[Dataset entries]

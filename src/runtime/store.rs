//! Snapshot store implementations

use super::traits::SnapshotStore;
use std::fs;
use std::io;
use std::path::{Path, PathBuf};

/// Keeps the snapshot in a single file, replaced atomically on save
#[derive(Debug, Clone)]
pub struct FileSnapshotStore {
    path: PathBuf,
}

impl FileSnapshotStore {
    pub fn new(path: impl Into<PathBuf>) -> Self {
        Self { path: path.into() }
    }

    #[must_use]
    pub fn path(&self) -> &Path {
        &self.path
    }
}

impl SnapshotStore for FileSnapshotStore {
    fn load(&self) -> io::Result<Option<Vec<u8>>> {
        match fs::read(&self.path) {
            Ok(bytes) => Ok(Some(bytes)),
            Err(e) if e.kind() == io::ErrorKind::NotFound => Ok(None),
            Err(e) => Err(e),
        }
    }

    fn save(&mut self, bytes: &[u8]) -> io::Result<()> {
        if let Some(parent) = self.path.parent() {
            fs::create_dir_all(parent)?;
        }
        let tmp = self.path.with_extension("tmp");
        fs::write(&tmp, bytes)?;
        fs::rename(&tmp, &self.path)
    }
}

/// Holds the snapshot in memory; lost when dropped
#[derive(Debug, Clone, Default)]
pub struct MemorySnapshotStore {
    bytes: Option<Vec<u8>>,
}

impl MemorySnapshotStore {
    #[must_use]
    pub fn new() -> Self {
        Self::default()
    }

    /// Store pre-seeded with `bytes`, as if saved by an earlier run
    #[must_use]
    pub fn with_snapshot(bytes: Vec<u8>) -> Self {
        Self { bytes: Some(bytes) }
    }

    #[must_use]
    pub fn saved(&self) -> Option<&[u8]> {
        self.bytes.as_deref()
    }
}

impl SnapshotStore for MemorySnapshotStore {
    fn load(&self) -> io::Result<Option<Vec<u8>>> {
        Ok(self.bytes.clone())
    }

    fn save(&mut self, bytes: &[u8]) -> io::Result<()> {
        self.bytes = Some(bytes.to_vec());
        Ok(())
    }
}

• TASK ITEM: Only lines with the word "PathBuf" count here; copy every one from the records.

• EXPECTED ANSWER:
use std::path::{Path, PathBuf};
    path: PathBuf,
    pub fn new(path: impl Into<PathBuf>) -> Self {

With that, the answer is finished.